- Open Access
- Total Downloads : 783
- Authors : Anuj Dubey, Ashish Mishra, Shrikant Bhutada
- Paper ID : IJERTV4IS010345
- Volume & Issue : Volume 04, Issue 01 (January 2015)
- Published (First Online): 17-01-2015
- ISSN (Online) : 2278-0181
- Publisher Name : IJERT
- License: This work is licensed under a Creative Commons Attribution 4.0 International License
Comparative Study of CH Stone Benchmarks on Xilinx Vivado High Level Synthesis Tool
Anuj Dubey, Ashish Mishra, Shrikant Bhutada
EEE Group, BITS – Pilani, Rajasthan, India.
.
Abstract High level synthesis is the process of generating hardware for an application written at specification level in languages like C, C++, HDL. Many tools have been developed in the last decade for this process to automates along with numerous optimizations applied is the respective tools. Xilinx also released Vivado, a commercial high level synthesis tool. This paper presents an analysis of the high level synthesis results of CHStone benchmarks using Xilinx Vivado HLS tool and the effect on different optimization on the throughput and area.

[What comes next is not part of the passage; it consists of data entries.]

use anyhow::Result;
use phase_pipeline::{PipelineCoordinator, WorkflowId};

use super::{phase_icon, with_coordinator, Command};

pub struct StatusCommand {
    pub workflow_id: Option<String>,
}

impl StatusCommand {
    pub fn new(workflow_id: Option<String>) -> Self {
        Self { workflow_id }
    }
}

impl Command for StatusCommand {
    async fn execute(&self) -> Result<()> {
        let workflow_id = self.workflow_id.clone().map(WorkflowId::new);
        with_coordinator(|coordinator| async move {
            match workflow_id {
                Some(id) => show_workflow(&coordinator, &id).await,
                None => show_all(&coordinator).await,
            }
        })
        .await
    }
}

async fn show_all(coordinator: &PipelineCoordinator) -> Result<()> {
    println!("📊 PHASE PIPELINE STATUS");
    println!("========================");
    println!();

    let workflows = coordinator.list_workflows().await?;
    if workflows.is_empty() {
        println!("📋 No workflows registered");
        println!("   💡 Create one with: phase-pipeline init");
        return Ok(());
    }

    for instance in &workflows {
        println!(
            " {} {:<38} {:<15} rev {}",
            phase_icon(instance.current_phase),
            instance.id,
            instance.current_phase,
            instance.revision
        );
    }
    println!();
    println!("🎯 Total workflows: {}", workflows.len());
    Ok(())
}

async fn show_workflow(coordinator: &PipelineCoordinator, id: &WorkflowId) -> Result<()> {
    let instance = coordinator.instance(id).await?;
    let progress = coordinator.progress(id).await?;

    println!("📊 WORKFLOW {}", instance.id);
    println!("─────────────────────────────");
    println!(
        " {} Phase: {}{}",
        phase_icon(instance.current_phase),
        instance.current_phase,
        instance
            .previous_phase
            .map(|previous| format!(" (from {})", previous))
            .unwrap_or_default()
    );
    println!(" 🔢 Revision: {}", instance.revision);
    println!(" 🕐 Created: {}", instance.created_at.format("%Y-%m-%d %H:%M:%S UTC"));
    if let (Some(at), Some(reason)) = (&instance.last_transition_at, &instance.transition_reason) {
        println!(" 📝 Last transition: {} ({})", reason, at.format("%Y-%m-%d %H:%M:%S UTC"));
    }
    println!(
        " ⚙️  Auto-advance: {} | Human review: {}",
        if instance.auto_advance { "on" } else { "off" },
        if instance.human_review_required { "required" } else { "optional" }
    );
    println!();

    if progress.is_empty() {
        println!("📈 No progress reported yet");
    } else {
        println!("📈 PROGRESS:");
        for snapshot in progress.snapshots() {
            println!(
                "   {} {:<14} completion {:>3.0}% | confidence {:.2} | blockers {}",
                phase_icon(snapshot.phase),
                snapshot.phase,
                snapshot.completion_score * 100.0,
                snapshot.confidence,
                snapshot.blocker_count
            );
        }
    }
    Ok(())
}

Keywords—High Level Synthesis (HLS), Xilinx, Vivado and CHStone benchmarks.
-
INTRODUCTION
Accelerators are the applications which have been migrated from software to hardware implementation for increasing the performance [1]. In contemporary chips examples of such accelerators are advance encryption algorithm (AES), Cyclic redundancy check (CRC), image processing etc. In such a migration the hardware description (HDL) code is manually written to optimize it for application specific development (ASIC). The performance gain in this process is ten folds but the cost increases because of ASIC based design. The other way around is the automatic generation of HDL and implementation on FPGAs. FPGAs will not deliver as much performance as ASIC based design but chip fabrication is not required. Since migrating a procedural specification to a concurrent design requires efficient bridge for concurrency and timing, the problem has been a popular platform for research in last decade. Many academic and commercial tools have been developed for achieving HLS efficiently. Academic tools include SPARK, ROCCC, LegUp from University of Toronto , GAUT From Universite de Bretagne Sud/Lab- STICC, C-to-Verilog from C-to-Verilog.com and xPilot from University of California, Los Angeles. Commercial tools include BlueSpec Compiler from Bluespec, HLS-QSP from CircuitSutra Technologies, C-to-Silicon from Cadence Design Systems, Concurrent Acceleration from Concurrent EDA, Synphony C Compiler from Synopsys, PowerOpt from ChipVision, Cynthesizer from Forte Design Systems, Catapult C from Calypto Design Systems, eXCite from Y Explorations, Xilinx Vivado (formerly AutoPilot from AutoESL)[2]. This paper aims at bringing out the capability of Xilinx Vivado HLS
tool and synthesis results of a specific package of benchmarks called CHStone specially designed for testing the performance of different High Level Synthesis compilers [3]. The tool also provides options for carrying out different types of optimizations on the behavioral description before synthesizing it which enables the user to bring the design closer to the given throughput or area specification. To understand the effect of these optimizations some optimizations have been applied on some benchmarks and the results of the optimized design are compared to the previous design. Towards the end of the paper, Vivado results have been compared with the synthesis results of LegUp compiler [6]. Though they have targeted the Altera Cyclone II FPGA which is different from our target which is Xilinx Kintex7 FPGA, but still the latency and frequency can be compared to some extent just to have a fair idea of where idea about where Vivado stands with respect to other compilers already in market.
-
HIGH LEVEL SYNTHESIS
High-level synthesis (HLS) is an automated process of converting any abstract behavioral description to RTL level so that it can be synthesized into digital hardware that implements that behavior successfully. The given high level specification can be in different forms varying from just an algorithmic description to C/ C++/ SystemC (commonly accepted). The high level description is a procedural description completely free from any kind of clock synchronization which is converted to a completely clocked RTL description by the HLS tool. In a typical VLSI design flow. In a typical VLSI design cycle it is the next step after architectural design and logic synthesis follows after this step.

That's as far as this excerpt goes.